---------- DATA UNDER STUDY
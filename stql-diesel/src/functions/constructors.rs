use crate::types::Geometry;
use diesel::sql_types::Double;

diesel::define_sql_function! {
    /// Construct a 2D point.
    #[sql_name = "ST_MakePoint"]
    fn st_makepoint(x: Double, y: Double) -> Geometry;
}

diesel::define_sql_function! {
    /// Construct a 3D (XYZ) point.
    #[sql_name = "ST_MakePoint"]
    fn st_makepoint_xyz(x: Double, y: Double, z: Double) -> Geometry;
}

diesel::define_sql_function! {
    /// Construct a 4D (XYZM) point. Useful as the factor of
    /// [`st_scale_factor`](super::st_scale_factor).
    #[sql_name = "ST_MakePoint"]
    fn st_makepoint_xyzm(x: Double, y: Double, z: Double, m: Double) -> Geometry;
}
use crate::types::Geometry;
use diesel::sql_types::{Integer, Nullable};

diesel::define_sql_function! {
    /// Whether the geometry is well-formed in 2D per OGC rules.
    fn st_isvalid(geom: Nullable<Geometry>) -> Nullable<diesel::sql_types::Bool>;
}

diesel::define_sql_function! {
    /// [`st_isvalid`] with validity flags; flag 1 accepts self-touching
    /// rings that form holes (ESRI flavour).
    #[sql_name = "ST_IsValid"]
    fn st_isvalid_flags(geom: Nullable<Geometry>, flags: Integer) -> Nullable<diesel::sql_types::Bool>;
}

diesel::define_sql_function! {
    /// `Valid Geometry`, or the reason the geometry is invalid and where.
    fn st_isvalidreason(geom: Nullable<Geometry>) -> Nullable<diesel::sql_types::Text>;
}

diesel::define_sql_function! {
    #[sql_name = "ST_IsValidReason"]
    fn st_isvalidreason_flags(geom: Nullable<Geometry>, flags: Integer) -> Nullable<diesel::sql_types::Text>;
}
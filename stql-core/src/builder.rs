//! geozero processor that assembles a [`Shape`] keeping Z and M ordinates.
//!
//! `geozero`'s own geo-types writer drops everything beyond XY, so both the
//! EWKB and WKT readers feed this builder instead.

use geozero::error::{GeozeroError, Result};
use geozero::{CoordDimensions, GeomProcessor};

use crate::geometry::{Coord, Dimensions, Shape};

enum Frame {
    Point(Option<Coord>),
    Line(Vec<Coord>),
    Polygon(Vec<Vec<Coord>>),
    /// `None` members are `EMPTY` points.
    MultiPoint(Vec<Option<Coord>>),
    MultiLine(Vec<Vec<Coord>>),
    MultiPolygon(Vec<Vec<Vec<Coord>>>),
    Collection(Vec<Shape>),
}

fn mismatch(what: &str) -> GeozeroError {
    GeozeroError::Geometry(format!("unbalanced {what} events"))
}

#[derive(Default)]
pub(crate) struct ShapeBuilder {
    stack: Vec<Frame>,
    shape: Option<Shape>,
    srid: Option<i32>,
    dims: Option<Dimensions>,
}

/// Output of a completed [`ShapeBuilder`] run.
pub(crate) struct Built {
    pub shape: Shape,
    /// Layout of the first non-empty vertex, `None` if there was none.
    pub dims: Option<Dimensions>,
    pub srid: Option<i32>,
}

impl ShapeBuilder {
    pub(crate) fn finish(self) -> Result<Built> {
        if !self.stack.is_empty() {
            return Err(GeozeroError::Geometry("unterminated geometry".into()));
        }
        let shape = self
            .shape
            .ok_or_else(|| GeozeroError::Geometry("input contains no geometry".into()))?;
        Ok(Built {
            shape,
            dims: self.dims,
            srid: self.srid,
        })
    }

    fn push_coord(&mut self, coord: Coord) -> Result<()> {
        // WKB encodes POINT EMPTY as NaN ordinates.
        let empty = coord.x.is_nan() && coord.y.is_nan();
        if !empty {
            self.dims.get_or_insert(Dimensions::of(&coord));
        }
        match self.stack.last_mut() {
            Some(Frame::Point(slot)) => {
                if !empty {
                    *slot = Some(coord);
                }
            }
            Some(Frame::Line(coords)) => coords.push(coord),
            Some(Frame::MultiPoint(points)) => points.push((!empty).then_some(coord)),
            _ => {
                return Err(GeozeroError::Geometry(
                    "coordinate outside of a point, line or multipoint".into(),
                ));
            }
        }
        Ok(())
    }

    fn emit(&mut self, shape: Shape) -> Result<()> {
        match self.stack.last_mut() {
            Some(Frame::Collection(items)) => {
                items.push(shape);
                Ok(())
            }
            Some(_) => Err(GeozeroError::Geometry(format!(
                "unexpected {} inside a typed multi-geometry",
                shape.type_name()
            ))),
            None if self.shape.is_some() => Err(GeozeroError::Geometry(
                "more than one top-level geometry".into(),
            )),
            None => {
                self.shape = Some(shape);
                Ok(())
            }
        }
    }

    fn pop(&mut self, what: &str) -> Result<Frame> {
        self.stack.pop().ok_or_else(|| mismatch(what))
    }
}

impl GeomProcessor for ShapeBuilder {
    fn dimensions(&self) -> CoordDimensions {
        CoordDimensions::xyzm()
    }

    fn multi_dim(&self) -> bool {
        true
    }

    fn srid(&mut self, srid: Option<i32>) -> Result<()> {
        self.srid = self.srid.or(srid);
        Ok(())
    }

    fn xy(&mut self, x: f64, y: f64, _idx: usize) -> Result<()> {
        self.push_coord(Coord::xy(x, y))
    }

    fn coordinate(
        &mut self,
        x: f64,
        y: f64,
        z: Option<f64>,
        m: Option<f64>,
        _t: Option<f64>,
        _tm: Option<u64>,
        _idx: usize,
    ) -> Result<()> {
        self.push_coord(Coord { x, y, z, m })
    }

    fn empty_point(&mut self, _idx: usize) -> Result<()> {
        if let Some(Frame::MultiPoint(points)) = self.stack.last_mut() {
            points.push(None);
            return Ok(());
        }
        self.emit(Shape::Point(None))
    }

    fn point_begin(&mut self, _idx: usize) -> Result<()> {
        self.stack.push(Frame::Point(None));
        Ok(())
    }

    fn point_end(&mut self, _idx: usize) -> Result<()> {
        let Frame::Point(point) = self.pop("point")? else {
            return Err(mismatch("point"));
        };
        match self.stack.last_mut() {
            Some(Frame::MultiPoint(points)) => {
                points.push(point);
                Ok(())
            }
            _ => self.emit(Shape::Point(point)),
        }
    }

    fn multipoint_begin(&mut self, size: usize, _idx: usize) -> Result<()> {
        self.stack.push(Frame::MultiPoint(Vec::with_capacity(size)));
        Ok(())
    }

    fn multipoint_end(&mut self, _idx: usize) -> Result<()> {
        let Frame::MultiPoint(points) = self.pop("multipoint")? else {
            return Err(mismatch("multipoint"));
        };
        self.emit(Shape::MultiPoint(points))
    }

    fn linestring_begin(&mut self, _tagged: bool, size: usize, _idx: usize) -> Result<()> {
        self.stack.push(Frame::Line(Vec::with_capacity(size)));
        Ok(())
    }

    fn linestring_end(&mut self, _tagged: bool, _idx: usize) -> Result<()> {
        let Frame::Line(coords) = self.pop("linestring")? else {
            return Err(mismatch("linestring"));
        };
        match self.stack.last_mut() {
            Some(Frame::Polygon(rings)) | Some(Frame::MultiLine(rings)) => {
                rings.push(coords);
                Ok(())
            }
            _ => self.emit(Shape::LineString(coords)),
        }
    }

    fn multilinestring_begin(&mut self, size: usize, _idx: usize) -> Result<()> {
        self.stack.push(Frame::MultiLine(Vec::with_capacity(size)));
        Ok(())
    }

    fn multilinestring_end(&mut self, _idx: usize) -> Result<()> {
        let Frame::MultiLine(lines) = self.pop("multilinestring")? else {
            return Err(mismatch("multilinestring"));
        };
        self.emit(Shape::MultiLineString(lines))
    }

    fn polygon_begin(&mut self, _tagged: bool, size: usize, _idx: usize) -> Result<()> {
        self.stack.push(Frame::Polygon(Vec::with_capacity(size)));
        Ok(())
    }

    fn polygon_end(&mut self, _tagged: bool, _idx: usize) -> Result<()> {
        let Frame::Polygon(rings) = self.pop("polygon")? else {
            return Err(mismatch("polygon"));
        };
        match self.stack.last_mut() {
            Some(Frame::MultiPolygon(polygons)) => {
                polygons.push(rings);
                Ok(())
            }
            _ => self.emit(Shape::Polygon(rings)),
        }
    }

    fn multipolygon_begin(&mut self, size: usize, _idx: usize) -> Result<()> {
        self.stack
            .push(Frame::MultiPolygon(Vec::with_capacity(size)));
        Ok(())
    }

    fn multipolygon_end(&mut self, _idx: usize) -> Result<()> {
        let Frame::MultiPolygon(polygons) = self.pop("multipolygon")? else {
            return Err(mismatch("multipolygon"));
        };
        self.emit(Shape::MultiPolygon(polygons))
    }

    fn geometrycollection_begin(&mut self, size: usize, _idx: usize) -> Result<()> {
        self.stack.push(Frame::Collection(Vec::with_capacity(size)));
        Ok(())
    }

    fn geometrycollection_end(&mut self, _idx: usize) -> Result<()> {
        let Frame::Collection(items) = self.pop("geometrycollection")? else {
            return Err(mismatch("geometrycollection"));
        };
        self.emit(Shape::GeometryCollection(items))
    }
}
--------------------
TASK:
Among the records above, which lines hold the word "flags"? Copy each one.

RESPONSE TO THIS EXERCISE:
    /// [`st_isvalid`] with validity flags; flag 1 accepts self-touching
    fn st_isvalid_flags(geom: Nullable<Geometry>, flags: Integer) -> Nullable<diesel::sql_types::Bool>;
    fn st_isvalidreason_flags(geom: Nullable<Geometry>, flags: Integer) -> Nullable<diesel::sql_types::Text>;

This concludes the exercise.